Resnet Residual Network|Convolutional Neural Network|Principle|Newcomer Summary

 

Preface: This article is a summary of the author's beginners cnn and resnet. This article involves as much relevant knowledge as possible, but many of them are not introduced in detail; readers can extract keywords to search for themselves, or view reference links. If you are new to it, the video lessons and articles in the reference are highly recommended. In addition, if there are any mistakes in the article, I hope to leave a comment.

1 Convolutional Neural Network Basics

1.1 Traditional neural network and convolutional neural network

In a regular neural network, the input is a vector, which is then transformed in a series of hidden layers. Each hidden layer is composed of several neurons, and each neuron is connected to all neurons in the previous layer.

If the input is an RGB color mode image with a size of 256x256x3, the neural network will contain at least 200x200x3=120000 weight values ​​and corresponding bias values. And in general, there are multiple hidden layers and neurons in the network. Obviously this will generate a large number of parameters. Therefore, this full connection method is inefficient, and a large number of parameters will quickly lead to network overfitting.

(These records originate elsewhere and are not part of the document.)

//! Blocks command implementation.
//!
//! This module lists the blocks stored for a series with the time span each
//! one covers.

use super::{CacheOptions, open_cache};
use crate::display::parse_granularity;
use anyhow::Result;
use chrono::{DateTime, Utc};
use tscache_lib::BlockKey;
use tscache_lib::prelude::*;

/// List cached blocks for a symbol and granularity.
pub(crate) fn list_blocks(
    options: &CacheOptions,
    symbol: &str,
    granularity_str: &str,
) -> Result<()> {
    let granularity = parse_granularity(granularity_str)?;
    let cache = open_cache(options)?;
    let blocks = cache.cached_blocks(symbol, granularity)?;

    if blocks.is_empty() {
        println!("No blocks cached for {symbol} {granularity}.");
        return Ok(());
    }

    let index = cache.index();
    let block_size = cache.config().block_size;

    println!("{:<10} {:<22} {:<22} {:>8}", "BLOCK", "START", "UNTIL", "RECORDS");
    println!("{}", "-".repeat(65));

    let mut total = 0;
    for block_index in &blocks {
        let start = index.block_start_time(*block_index, granularity, block_size);
        let end = index.block_start_time(block_index + 1, granularity, block_size);
        let key = BlockKey::new(symbol, granularity, *block_index);
        let records = cache.store().load::<Candle>(&cache.store().block_path(&key));

        let count = match records.map(|r| r.len()) {
            Ok(n) => {
                total += n;
                n.to_string()
            }
            Err(_) => "corrupt".to_string(),
        };

        println!(
            "{:<10} {:<22} {:<22} {:>8}",
            block_index,
            format_time(start),
            format_time(end),
            count
        );
    }

    println!("\nTotal: {} blocks, {} records", blocks.len(), total);
    Ok(())
}

fn format_time(t: Option<DateTime<Utc>>) -> String {
    t.map_or_else(|| "-".to_string(), |t| t.format("%Y-%m-%d %H:%M").to_string())
}
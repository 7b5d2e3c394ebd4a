//! On-disk block storage for the tscache time-series block cache.
//!
//! This crate provides:
//!
//! - [`Codec`] - Record sequence encoding, with [`BincodeCodec`] and [`JsonCodec`]
//! - [`BlockStore`] - Existence checks, loads and atomic saves of block files

#![doc = include_str!("../README.md")]
#![cfg_attr(docsrs, feature(doc_cfg, doc_auto_cfg))]
#![warn(missing_docs)]
#![forbid(unsafe_code)]

mod codec;
mod store;

pub use codec::{BincodeCodec, Codec, CodecError, JsonCodec};
pub use store::{BlockStore, StoreError};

traditional neural network

The structure of Convolutional Neural Networks is based on the assumption that the input data is images. We just added some unique properties to the structure. These unique properties make the forward propagation function more efficient to implement and greatly reduce the number of parameters in the network.

convolutional neural network

1.2 Convolutional Neural Network Structure

1.2.1 Input layer

For image classification tasks, the input layer is an image of H ∗ W ∗ C, where H refers to the length of the image, W is the width of the image, and C refers to the number of channels of the image. Generally, the number of channels for grayscale images is 1, and the number of channels for color images is 1 . The number of channels in the graph is 3.

1.2.2 Convolution layer

Convolutional layers are the core of Convolutional Neural Networks. It divides the image into many small areas, and weights the entire original input image according to one area to obtain a feature map. Each element of each feature map is the result of convolution at the corresponding position. We can use the inner product (multiply the corresponding positions) and then add the offset to calculate.

As shown in the figure, the calculation process of a single convolution kernel of an image with a channel number of 3 (where +1 is the bias):

In the convolutional layer there are these parametric parameters:

Sliding window step size S (the smaller the step size, the more you can move, the larger the feature map obtained, and the finer the extracted features).

Convolution kernel size K (the size of the selection area is equal to the size of the final number of results).

Edge filling P (due to the step size selection, some elements have repeated weighted contributions, the more inward points contribute more, the further outward points contribute less, and the boundary points contribute more, adding a circle of 0 outside can make up for some boundaries Feature missing) zero padding uses 0 as the value for edge padding.

Number of convolution kernels: equal to the number of feature maps obtained.

1.2.3  Pooling layer

The pooling operation takes the overall statistical characteristics of the adjacent area of ​​​​the input matrix as the output of the position. In other words, it is the compression of the feature map. Reducing the number of parameters in the network in this way reduces the consumption of computing resources and effectively controls overfitting.

There are mainly average pooling (Average Pooling), maximum pooling (Max Pooling) and so on. Pooling layer parameters include pooling window and pooling step size.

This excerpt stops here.